以上、本発明のハイブリッド式加熱炉の実施の形態について説明した。しかしながら、実施の形態は上記形態に特に限定されるものではない。当業者が行いうる種々の変形的形態、改良的形態で実施することも可能である。
20:ハウジング本体、21:加熱室、40:シール部材、41:筒部材、42:蓋板部材、43:端板部材、44:ナット、45:リングストッパ、60:マグネトロン、61:導波管、80b:端子挿通孔、90:ガス供給管、91:ガス排出管、92:端子部材、95:電源。
200:外壁、201:断熱材、202:ローラ挿通孔、203:アプリケータ取付孔、204:ヒータ挿通孔、209:アプリケータ、209a:導波管取付孔、209b:回転軸挿通孔、400:インナリング、400a:フランジ部、401:アウタリング、410:内筒部材、410a:大径部、410b:小径部、410c:径方向段差部、411:外筒部材、411a:大径部、411b:小径部、411c:径方向段差部、412:凹部、420:貫通孔、430:貫通孔、450:リング、451:スクリュー、920:フランジ部、921:内側接続部、922:外側接続部、923:ネジ部、930:ボルト、931:ナット、932:ワッシャリング、933:ヒータ側端子、940:ボルト、941:ナット、942:ワッシャリング、943:電源側端子、944:ブスバ。

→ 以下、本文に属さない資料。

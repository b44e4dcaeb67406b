use std::fmt;

use syntagma_protocol::{ChunkRole, SentenceKey, TokenId};

#[cfg(feature = "serde")]
use serde::{Deserialize, Serialize};

use crate::features::Features;

/// Feature key under which chunking records the role of each token.
pub const TYPE_FEATURE: &str = "type";

/// Resolution state of a token's head.
#[derive(Debug, Clone, Copy, PartialEq, Eq, Hash)]
#[cfg_attr(feature = "serde", derive(Serialize, Deserialize))]
pub enum Head {
    /// Raw head id read from the record, not yet checked against the sentence.
    Unresolved(i64),
    /// Sentence root.
    Root,
    /// Another token of the same sentence.
    Resolved(TokenId),
}

impl Head {
    pub fn is_root(self) -> bool {
        matches!(self, Head::Root)
    }

    pub fn is_resolved(self) -> bool {
        !matches!(self, Head::Unresolved(_))
    }

    pub fn token(self) -> Option<TokenId> {
        match self {
            Head::Resolved(id) => Some(id),
            _ => None,
        }
    }

    /// The head as it appears in an input record: `0` for the root.
    pub fn raw(self) -> i64 {
        match self {
            Head::Unresolved(raw) => raw,
            Head::Root => 0,
            Head::Resolved(id) => i64::from(id.get()),
        }
    }
}

impl fmt::Display for Head {
    fn fmt(&self, f: &mut fmt::Formatter<'_>) -> fmt::Result {
        match self {
            Head::Root => f.write_str("root"),
            other => write!(f, "{}", other.raw()),
        }
    }
}

/// A word with its annotations and its dependency link.
#[derive(Debug, Clone)]
#[cfg_attr(feature = "serde", derive(Serialize, Deserialize))]
pub struct Token {
    pub id: TokenId,
    pub word: String,
    pub lemma: String,
    pub pos: String,
    pub feats: Features,
    pub head: Head,
    pub dep: String,
    #[cfg_attr(feature = "serde", serde(skip))]
    owner: Option<SentenceKey>,
}

impl Token {
    pub fn new(
        id: impl Into<TokenId>,
        word: impl Into<String>,
        lemma: impl Into<String>,
        pos: impl Into<String>,
        feats: Features,
        head: i64,
        dep: impl Into<String>,
    ) -> Self {
        Self {
            id: id.into(),
            word: word.into(),
            lemma: lemma.into(),
            pos: pos.into(),
            feats,
            head: Head::Unresolved(head),
            dep: dep.into(),
            owner: None,
        }
    }

    /// The sentence this token was pushed into, if any.
    pub fn owner(&self) -> Option<SentenceKey> {
        self.owner
    }

    pub(crate) fn attach(&mut self, owner: SentenceKey) {
        self.owner = Some(owner);
    }

    pub fn is_root(&self) -> bool {
        self.head.is_root()
    }

    pub fn feature(&self, name: &str) -> Option<&[String]> {
        self.feats.get(name)
    }

    /// Role written by the last chunking run.
    pub fn role(&self) -> Option<ChunkRole> {
        self.feats.first(TYPE_FEATURE)?.parse().ok()
    }

    pub fn is_numeral(&self) -> bool {
        syntagma_lexicon::is_numeral(&self.word)
    }

    pub fn is_currency(&self) -> bool {
        syntagma_lexicon::is_currency(&self.word)
    }

    /// Positions between two tokens of the same sentence, `None` across sentences.
    pub fn distance(&self, other: &Token) -> Option<usize> {
        match (self.owner, other.owner) {
            (Some(a), Some(b)) if a == b => Some(self.id.get().abs_diff(other.id.get()) as usize),
            _ => None,
        }
    }
}

/// Tokens compare by owning sentence, id and word.
impl PartialEq for Token {
    fn eq(&self, other: &Self) -> bool {
        self.owner == other.owner && self.id == other.id && self.word == other.word
    }
}

impl Eq for Token {}

/// One tab-separated row: id, word, lemma, pos, head, dep, feats.
impl fmt::Display for Token {
    fn fmt(&self, f: &mut fmt::Formatter<'_>) -> fmt::Result {
        write!(
            f,
            "{}\t{}\t{}\t{}\t{}\t{}\t{}",
            self.id, self.word, self.lemma, self.pos, self.head, self.dep, self.feats
        )
    }
}

#[cfg(test)]
mod tests {
    use super::*;
    use crate::testing;

    #[test]
    fn head_rendering() {
        assert_eq!(Head::Root.to_string(), "root");
        assert_eq!(Head::Resolved(TokenId(3)).to_string(), "3");
        assert_eq!(Head::Unresolved(7).to_string(), "7");
        assert_eq!(Head::Root.raw(), 0);
    }

    #[test]
    fn row_rendering() {
        let mut sentence = testing::il_mange();
        sentence.resolve_heads().unwrap();
        let rows: Vec<String> = sentence.tokens().iter().map(ToString::to_string).collect();
        assert_eq!(rows[0], "1\tIl\til\tCL\t2\tsuj\t_");
        assert_eq!(rows[1], "2\tmange\tmange\tV\troot\troot\t_");
    }

    #[test]
    fn equality_uses_owner_id_and_word() {
        let a = testing::il_mange();
        let b = testing::il_mange();
        // Same content, different documents.
        assert_ne!(a.tokens()[0], b.tokens()[0]);
        assert_eq!(a.tokens()[0], a.tokens()[0].clone());

        let mut renamed = a.tokens()[0].clone();
        renamed.word = "Elle".into();
        assert_ne!(renamed, a.tokens()[0]);

        let mut relabelled = a.tokens()[0].clone();
        relabelled.dep = "obj".into();
        assert_eq!(relabelled, a.tokens()[0]);
    }

    #[test]
    fn distance_within_and_across_sentences() {
        let a = testing::il_mange();
        let b = testing::il_mange();
        let tokens = a.tokens();
        assert_eq!(tokens[0].distance(&tokens[0]), Some(0));
        assert_eq!(tokens[0].distance(&tokens[3]), Some(3));
        assert_eq!(tokens[3].distance(&tokens[1]), Some(2));
        assert_eq!(tokens[0].distance(&b.tokens()[1]), None);
    }

    #[test]
    fn lexical_classifiers() {
        let token = Token::new(TokenId(1), "vingt", "vingt", "ADJ", Features::new(), 2, "mod");
        assert!(token.is_numeral());
        assert!(!token.is_currency());
        let token = Token::new(TokenId(2), "euros", "euro", "NC", Features::new(), 0, "root");
        assert!(token.is_currency());
    }
}
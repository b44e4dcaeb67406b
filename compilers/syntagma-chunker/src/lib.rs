//! Splits a resolved sentence into role-labelled chunks.
//!
//! Each root starts a chunk: a verb root gathers itself and its auxiliary
//! chain into a `VRB` chunk, any other root takes its whole subtree as an
//! `OBJ` chunk. Every remaining token governed by a verb chunk then heads a
//! chunk made of its subtree, labelled through the role table.

pub mod config;

use std::collections::{BTreeSet, VecDeque};

use log::{debug, trace};
use once_cell::sync::Lazy;
use rayon::prelude::*;
use syntagma_doc::{Chunk, Document, Sentence, Token};
use syntagma_protocol::{ChunkRole, Result, SyntagmaError, TokenId};

pub use config::ChunkerConfig;

static FRENCH: Lazy<Chunker> = Lazy::new(Chunker::default);

#[derive(Debug, Clone, Default)]
pub struct Chunker {
    config: ChunkerConfig,
}

impl Chunker {
    pub fn new() -> Self {
        Self::default()
    }

    pub fn with_config(config: ChunkerConfig) -> Self {
        Self { config }
    }

    pub fn config(&self) -> &ChunkerConfig {
        &self.config
    }

    /// Rebuilds the sentence's chunk list from scratch and tags every token
    /// with its chunk role. Returns the number of chunks.
    pub fn chunk(&self, sentence: &mut Sentence) -> Result<usize> {
        sentence.reset_chunks();
        let chunks = self.build(sentence)?;
        let count = chunks.len();

        for chunk in &chunks {
            trace!("sentence {}: {}", sentence.id(), chunk.display(sentence));
        }
        debug!("sentence {}: {} chunks", sentence.id(), count);

        sentence.set_chunks(chunks);
        Ok(count)
    }

    /// Chunks every sentence of the document, sentences in parallel.
    pub fn chunk_document(&self, document: &mut Document) -> Result<usize> {
        document
            .sentences_mut()
            .par_iter_mut()
            .map(|sentence| self.chunk(sentence))
            .try_reduce(|| 0, |a, b| Ok(a + b))
    }

    /// Computes the chunks without touching the sentence.
    pub fn build(&self, sentence: &Sentence) -> Result<Vec<Chunk>> {
        let id = sentence.id();
        sentence.tree()?;

        let roots: Vec<&Token> = sentence.roots().collect();
        if roots.is_empty() {
            return Err(SyntagmaError::NoRoot { sentence: id });
        }

        // Roots and auxiliaries are never classified on their own.
        let mut consumed: BTreeSet<TokenId> = roots.iter().map(|root| root.id).collect();
        let mut chunks = Vec::new();

        // 1. One chunk per root
        for root in &roots {
            if self.config.verb_tags.contains(&root.pos) {
                chunks.push(self.verb_chunk(sentence, root, &mut consumed)?);
            } else {
                let group = sentence.subtree_group(root)?;
                chunks.push(Chunk::new(id, ChunkRole::Object, group.members));
            }
        }

        // 2. Subtrees governed by a verb chunk
        let verb_tokens: BTreeSet<TokenId> = chunks
            .iter()
            .filter(|chunk| chunk.role() == ChunkRole::Verb)
            .flat_map(|chunk| chunk.tokens().iter().copied())
            .collect();

        for token in sentence.tokens() {
            if consumed.contains(&token.id) {
                continue;
            }
            let Some(head) = token.head.token() else {
                continue;
            };
            if !verb_tokens.contains(&head) {
                continue;
            }

            let role = self.config.roles.lookup(&token.dep).ok_or_else(|| {
                SyntagmaError::UnknownDependencyLabel {
                    sentence: id,
                    token: token.id,
                    label: token.dep.clone(),
                }
            })?;
            let group = sentence.subtree_group(token)?;
            chunks.push(Chunk::new(id, role, group.members));
        }

        // 3. Order by first token
        chunks.sort_by_key(Chunk::first);

        check_coverage(sentence, &chunks)?;
        Ok(chunks)
    }

    /// The root plus every token reached from it through auxiliary labels.
    fn verb_chunk(&self, sentence: &Sentence, root: &Token, consumed: &mut BTreeSet<TokenId>) -> Result<Chunk> {
        let tree = sentence.tree()?;
        let mut members = vec![root.id];
        let mut queue: VecDeque<TokenId> = tree.dependants(root.id).iter().copied().collect();

        while let Some(current) = queue.pop_front() {
            let Some(token) = sentence.token(current) else {
                continue;
            };
            if self.config.auxiliaries.contains(&token.dep) {
                members.push(current);
                consumed.insert(current);
                queue.extend(tree.dependants(current).iter().copied());
            }
        }

        Ok(Chunk::new(sentence.id(), ChunkRole::Verb, members))
    }
}

/// Every token of the sentence must belong to exactly one chunk.
///
/// For a forest this always holds: walking up from any token, the first
/// ancestor whose head sits in a verb chunk (or the root itself) heads the
/// chunk containing it. A hole means the tree and the tokens disagree.
fn check_coverage(sentence: &Sentence, chunks: &[Chunk]) -> Result<()> {
    let mut assigned = BTreeSet::new();
    for chunk in chunks {
        for &token in chunk.tokens() {
            let fresh = assigned.insert(token);
            debug_assert!(fresh, "token {} appears in two chunks", token);
        }
    }

    match sentence.tokens().iter().find(|token| !assigned.contains(&token.id)) {
        Some(token) => Err(SyntagmaError::UnclassifiedToken {
            sentence: sentence.id(),
            token: token.id,
        }),
        None => Ok(()),
    }
}

/// `sentence.chunk()` with the French tables.
pub trait ChunkSentence {
    fn chunk(&mut self) -> Result<&[Chunk]>;
}

impl ChunkSentence for Sentence {
    fn chunk(&mut self) -> Result<&[Chunk]> {
        FRENCH.chunk(self)?;
        Ok(self.chunks())
    }
}
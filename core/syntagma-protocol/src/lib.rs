pub mod error;
pub mod ids;
pub mod roles;
pub mod tables;

// Re-export core types for convenience
pub use error::{Result, SyntagmaError};
pub use ids::{DocumentId, GlobalTokenId, SentenceId, SentenceKey, TokenId};
pub use roles::ChunkRole;
pub use tables::{RoleTable, TagSet};
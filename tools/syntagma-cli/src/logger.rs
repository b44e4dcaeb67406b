use log::{LevelFilter, Log, Metadata, Record};

/// Writes log records to stderr so stdout only carries results.
struct StderrLogger;

impl Log for StderrLogger {
    fn enabled(&self, metadata: &Metadata) -> bool {
        metadata.level() <= log::max_level()
    }

    fn log(&self, record: &Record) {
        if self.enabled(record.metadata()) {
            eprintln!("[{:<5} {}] {}", record.level(), record.target(), record.args());
        }
    }

    fn flush(&self) {}
}

static LOGGER: StderrLogger = StderrLogger;

pub fn level_for(verbosity: u8) -> LevelFilter {
    match verbosity {
        0 => LevelFilter::Warn,
        1 => LevelFilter::Info,
        2 => LevelFilter::Debug,
        _ => LevelFilter::Trace,
    }
}

/// Installs the stderr logger. `SetLoggerError` only implements
/// `std::error::Error` with log's `std` feature, so it is converted by hand.
pub fn init(verbosity: u8) -> anyhow::Result<()> {
    log::set_logger(&LOGGER).map_err(|err| anyhow::anyhow!("failed to install the logger: {}", err))?;
    log::set_max_level(level_for(verbosity));
    Ok(())
}
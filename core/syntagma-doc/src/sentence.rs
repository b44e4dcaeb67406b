use std::collections::{BTreeMap, BTreeSet};
use std::fmt;

use syntagma_protocol::{ChunkRole, Result, SentenceId, SentenceKey, SyntagmaError, TokenId};

#[cfg(feature = "serde")]
use serde::Serialize;

use crate::chunk::Chunk;
use crate::token::{Head, Token, TYPE_FEATURE};
use crate::tree::DependencyTree;
use crate::view::TokenRef;

/// A token's subtree together with the token's own dependency label.
#[derive(Debug, Clone, PartialEq, Eq)]
pub struct Group<'a> {
    pub label: &'a str,
    pub members: BTreeSet<TokenId>,
}

/// Ordered tokens of one sentence, its dependency tree once heads are
/// resolved, and the chunks of the last chunking run.
#[derive(Debug, Clone)]
#[cfg_attr(feature = "serde", derive(Serialize))]
pub struct Sentence {
    key: SentenceKey,
    tokens: Vec<Token>,
    #[cfg_attr(feature = "serde", serde(skip))]
    tree: Option<DependencyTree>,
    chunks: Vec<Chunk>,
    /// Input `type` values overwritten by the current chunks.
    #[cfg_attr(feature = "serde", serde(skip))]
    displaced: BTreeMap<TokenId, Vec<String>>,
}

impl Sentence {
    /// Sentences are handed out by [`crate::Document::new_sentence`].
    pub(crate) fn new(key: SentenceKey) -> Self {
        Self {
            key,
            tokens: Vec::new(),
            tree: None,
            chunks: Vec::new(),
            displaced: BTreeMap::new(),
        }
    }

    pub fn id(&self) -> SentenceId {
        self.key.sentence
    }

    pub fn key(&self) -> SentenceKey {
        self.key
    }

    pub fn len(&self) -> usize {
        self.tokens.len()
    }

    pub fn is_empty(&self) -> bool {
        self.tokens.is_empty()
    }

    pub fn tokens(&self) -> &[Token] {
        &self.tokens
    }

    pub fn token(&self, id: TokenId) -> Option<&Token> {
        self.tokens.get(id.index()).filter(|token| token.id == id)
    }

    pub fn token_mut(&mut self, id: TokenId) -> Option<&mut Token> {
        self.tokens.get_mut(id.index()).filter(|token| token.id == id)
    }

    /// Borrowed view of a token that can navigate its sentence.
    pub fn get(&self, id: TokenId) -> Option<TokenRef<'_>> {
        self.token(id).map(|token| TokenRef::new(self, token))
    }

    pub fn iter(&self) -> impl Iterator<Item = TokenRef<'_>> {
        self.tokens.iter().map(move |token| TokenRef::new(self, token))
    }

    /// Appends a token in textual order. Any previously built tree is dropped.
    pub fn push_token(&mut self, mut token: Token) -> TokenId {
        token.attach(self.key);
        let id = token.id;
        self.tokens.push(token);
        self.tree = None;
        id
    }

    /// Turns raw head ids into [`Head::Root`] / [`Head::Resolved`] and builds
    /// the dependency tree. Calling it again is a no-op.
    pub fn resolve_heads(&mut self) -> Result<()> {
        let sentence = self.key.sentence;
        let len = self.tokens.len();

        for token in &mut self.tokens {
            if let Head::Unresolved(raw) = token.head {
                token.head = match raw {
                    0 => Head::Root,
                    k if k > 0 && k <= len as i64 => Head::Resolved(TokenId(k as u32)),
                    k => {
                        return Err(SyntagmaError::DanglingHeadReference {
                            sentence,
                            token: token.id,
                            head: k,
                            len,
                        })
                    }
                };
            }
        }

        if self.tree.is_none() {
            self.tree = Some(DependencyTree::build(sentence, &self.tokens)?);
        }
        Ok(())
    }

    pub fn is_resolved(&self) -> bool {
        self.tree.is_some()
    }

    pub fn tree(&self) -> Result<&DependencyTree> {
        self.tree
            .as_ref()
            .ok_or(SyntagmaError::TreeNotBuilt { sentence: self.key.sentence })
    }

    pub fn roots(&self) -> impl Iterator<Item = &Token> {
        self.tokens.iter().filter(|token| token.is_root())
    }

    /// Ids of the tokens whose head is `token`.
    pub fn dependants(&self, token: &Token) -> Result<&[TokenId]> {
        Ok(self.tree()?.dependants(token.id))
    }

    pub fn subtree_group<'a>(&self, token: &'a Token) -> Result<Group<'a>> {
        Ok(Group {
            label: &token.dep,
            members: self.tree()?.subtree(token.id)?,
        })
    }

    pub fn next(&self, token: &Token) -> Option<&Token> {
        self.tokens.get(token.id.index() + 1)
    }

    pub fn previous(&self, token: &Token) -> Option<&Token> {
        token
            .id
            .index()
            .checked_sub(1)
            .and_then(|index| self.tokens.get(index))
    }

    /// Words joined by single spaces.
    pub fn text(&self) -> String {
        self.tokens
            .iter()
            .map(|token| token.word.as_str())
            .collect::<Vec<_>>()
            .join(" ")
    }

    pub fn select_by_pos<'a>(&'a self, pos: &'a str) -> impl Iterator<Item = &'a Token> + 'a {
        self.tokens.iter().filter(move |token| token.pos == pos)
    }

    pub fn chunks(&self) -> &[Chunk] {
        &self.chunks
    }

    pub fn chunks_by_role(&self, role: ChunkRole) -> impl Iterator<Item = &Chunk> {
        self.chunks.iter().filter(move |chunk| chunk.role() == role)
    }

    /// Roles of the chunks in order, e.g. `[SUJ, VRB, OBJ]`.
    pub fn structure(&self) -> Vec<ChunkRole> {
        self.chunks.iter().map(Chunk::role).collect()
    }

    /// Drops the chunks. Tokens they tagged get back the `type` value read
    /// from the input, or lose the feature if there was none.
    pub fn reset_chunks(&mut self) {
        let tagged: Vec<TokenId> = self.chunks.drain(..).flat_map(|chunk| chunk.tokens().to_vec()).collect();
        for id in tagged {
            let input = self.displaced.remove(&id);
            if let Some(token) = self.token_mut(id) {
                match input {
                    Some(values) => {
                        token.feats.insert(TYPE_FEATURE, values);
                    }
                    None => {
                        token.feats.remove(TYPE_FEATURE);
                    }
                }
            }
        }
    }

    /// Replaces the chunk list and records each chunk's role on its tokens.
    pub fn set_chunks(&mut self, chunks: Vec<Chunk>) {
        self.reset_chunks();
        for chunk in &chunks {
            for &id in chunk.tokens() {
                let Some(token) = self.tokens.get_mut(id.index()).filter(|token| token.id == id) else {
                    continue;
                };
                if let Some(input) = token.feats.insert(TYPE_FEATURE, vec![chunk.role().tag().to_string()]) {
                    self.displaced.insert(id, input);
                }
            }
        }
        self.chunks = chunks;
    }

    /// The sentence as 8-field input records, heads back to integers.
    pub fn to_conll(&self) -> String {
        let mut out = String::new();
        for token in &self.tokens {
            out.push_str(&format!(
                "{}\t{}\t{}\t{}\t_\t{}\t{}\t{}\n",
                token.id,
                token.word,
                token.lemma,
                token.pos,
                token.feats,
                token.head.raw(),
                token.dep
            ));
        }
        out
    }
}

/// Sentences compare by owning document and id.
impl PartialEq for Sentence {
    fn eq(&self, other: &Self) -> bool {
        self.key == other.key
    }
}

impl Eq for Sentence {}

impl fmt::Display for Sentence {
    fn fmt(&self, f: &mut fmt::Formatter<'_>) -> fmt::Result {
        write!(f, "ID\tWORD\tLEMMA\tPOS\tHEAD\tDEP\tFEATS")?;
        for token in &self.tokens {
            write!(f, "\n{}", token)?;
        }
        Ok(())
    }
}
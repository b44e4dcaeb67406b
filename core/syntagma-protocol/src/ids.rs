use core::fmt;

use rkyv::{Archive, Deserialize, Serialize};

#[cfg(feature = "serde")]
use serde::{Deserialize as SerdeDeserialize, Serialize as SerdeSerialize};

macro_rules! define_id {
    ($name:ident, $doc:expr) => {
        #[doc = $doc]
        #[derive(Debug, Clone, Copy, PartialEq, Eq, Hash, PartialOrd, Ord, Archive, Serialize, Deserialize)]
        #[cfg_attr(feature = "serde", derive(SerdeDeserialize, SerdeSerialize))]
        #[archive(check_bytes)]
        #[repr(transparent)] // Ensure it has the same layout as u32
        pub struct $name(pub u32);

        impl $name {
            pub const fn new(id: u32) -> Self {
                Self(id)
            }

            pub const fn get(self) -> u32 {
                self.0
            }
        }

        impl From<u32> for $name {
            fn from(id: u32) -> Self {
                Self(id)
            }
        }

        impl From<$name> for u32 {
            fn from(id: $name) -> u32 {
                id.0
            }
        }

        impl fmt::Display for $name {
            fn fmt(&self, f: &mut fmt::Formatter<'_>) -> fmt::Result {
                write!(f, "{}", self.0)
            }
        }
    };
}

define_id!(TokenId, "1-based position of a token inside its sentence.");
define_id!(SentenceId, "0-based position of a sentence inside its document.");
define_id!(DocumentId, "Process-unique identity of a parsed document.");

impl TokenId {
    /// Index of the token in its sentence's token vector.
    pub const fn index(self) -> usize {
        (self.0 as usize).saturating_sub(1)
    }
}

impl SentenceId {
    pub const fn index(self) -> usize {
        self.0 as usize
    }
}

/// Identity of a sentence: the document that owns it and its position there.
#[derive(Debug, Clone, Copy, PartialEq, Eq, Hash, PartialOrd, Ord, Archive, Serialize, Deserialize)]
#[cfg_attr(feature = "serde", derive(SerdeDeserialize, SerdeSerialize))]
#[archive(check_bytes)]
pub struct SentenceKey {
    pub document: DocumentId,
    pub sentence: SentenceId,
}

impl SentenceKey {
    pub const fn new(document: DocumentId, sentence: SentenceId) -> Self {
        Self { document, sentence }
    }
}

/// Address of a token across the sentences of one document.
#[derive(Debug, Clone, Copy, PartialEq, Eq, Hash, PartialOrd, Ord, Archive, Serialize, Deserialize)]
#[cfg_attr(feature = "serde", derive(SerdeDeserialize, SerdeSerialize))]
#[archive(check_bytes)]
pub struct GlobalTokenId {
    pub sentence: SentenceId,
    pub token: TokenId,
}

impl fmt::Display for GlobalTokenId {
    fn fmt(&self, f: &mut fmt::Formatter<'_>) -> fmt::Result {
        write!(f, "{}:{}", self.sentence, self.token)
    }
}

G:雰囲気ガス、M:マイクロ波、W:被加熱物、λ:波長。
Claims (5)
- ケースの端子挿通孔に挿通されると共に該ケース内外を電気的に接続する端子部材の周囲からのマイクロ波の漏洩を抑制するマイクロ波漏洩抑制部材であって、
絶縁体製であって、前記端子挿通孔と前記端子部材との間に介装されるシール部材と、
導体製であって、該端子挿通孔を囲むように前記ケースから突設され、軸方向外端に環状の凹部を有し、該端子部材が貫通する筒部材と、
絶縁体製であって、該凹部を軸方向外側から覆い、該端子部材が貫通する蓋板部材と、
導体製であって、該蓋板部材を軸方向外側から覆い、該端子部材が貫通する貫通孔を有する端板部材と、
を備えてなり、
該筒部材の径方向内側から該蓋板部材を介して該凹部まで前記マイクロ波を伝播させることにより、該マイクロ波を減衰させると共に、
該貫通孔と該端子部材との間の隙間の径方向長さをA、該蓋板部材の軸方向長さをB、該凹部の径方向長さをCとして、該A<該B<該Cであることを特徴とするマイクロ波漏洩抑制部材。 - 前記筒部材の前記軸方向外端の径方向内端から前記凹部の径方向中心までの径方向長さをD、該凹部の軸方向長さをE、前記マイクロ波の波長をλとして、
前記Bは0.02λ以上0.04λ以下、前記Cは該Bよりも大きくかつ0.04λ以上0.08λ以下、該Dは0.1λ以上0.3λ以下、該Eは0.2λ以上0.3λ以下である請求項1に記載のマイクロ波漏洩抑制部材。 - 前記筒部材は、内筒部材と、該内筒部材の径方向外側に配置される外筒部材と、を有し、
前記凹部は、該内筒部材と該外筒部材との間に区画されている請求項1または請求項2に記載のマイクロ波漏洩抑制部材。 - 前記端板部材の熱膨張率は、前記端子部材の熱膨張率よりも小さい請求項1ないし請求項3のいずれかに記載のマイクロ波漏洩抑制部材。
- 外壁と、該外壁の内部に区画される加熱室と、該外壁を貫通すると共に該加熱室と外部とを連通するヒータ挿通孔と、を有するハウジングと、
該ヒータ挿通孔に挿通される電熱式のヒータと、
該外壁の外面に配置され、該ヒータの軸方向一端を覆う端子ボックスと、
を備え、マイクロ波と該ヒータの熱とを併用して、該加熱室において被加熱物を加熱するハイブリッド式加熱炉であって、
さらに、請求項1ないし請求項4のいずれかに記載のマイクロ波漏洩抑制部材を備え、
前記ケースは、前記端子ボックスであり、
前記端子部材は、該端子ボックスの外部の電源と、該ヒータと、を電気的に接続することを特徴とするハイブリッド式加熱炉。